- [Recorded information]
=-=-=-=-=

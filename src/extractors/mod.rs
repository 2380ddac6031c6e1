pub mod form;

pub use form::FormFields;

=-=-=-=-=

Quote every line of the data, word for word.

filename src/extractors/mod.rs
repository 2380ddac6031c6e1
pub mod form;

pub use form::FormFields;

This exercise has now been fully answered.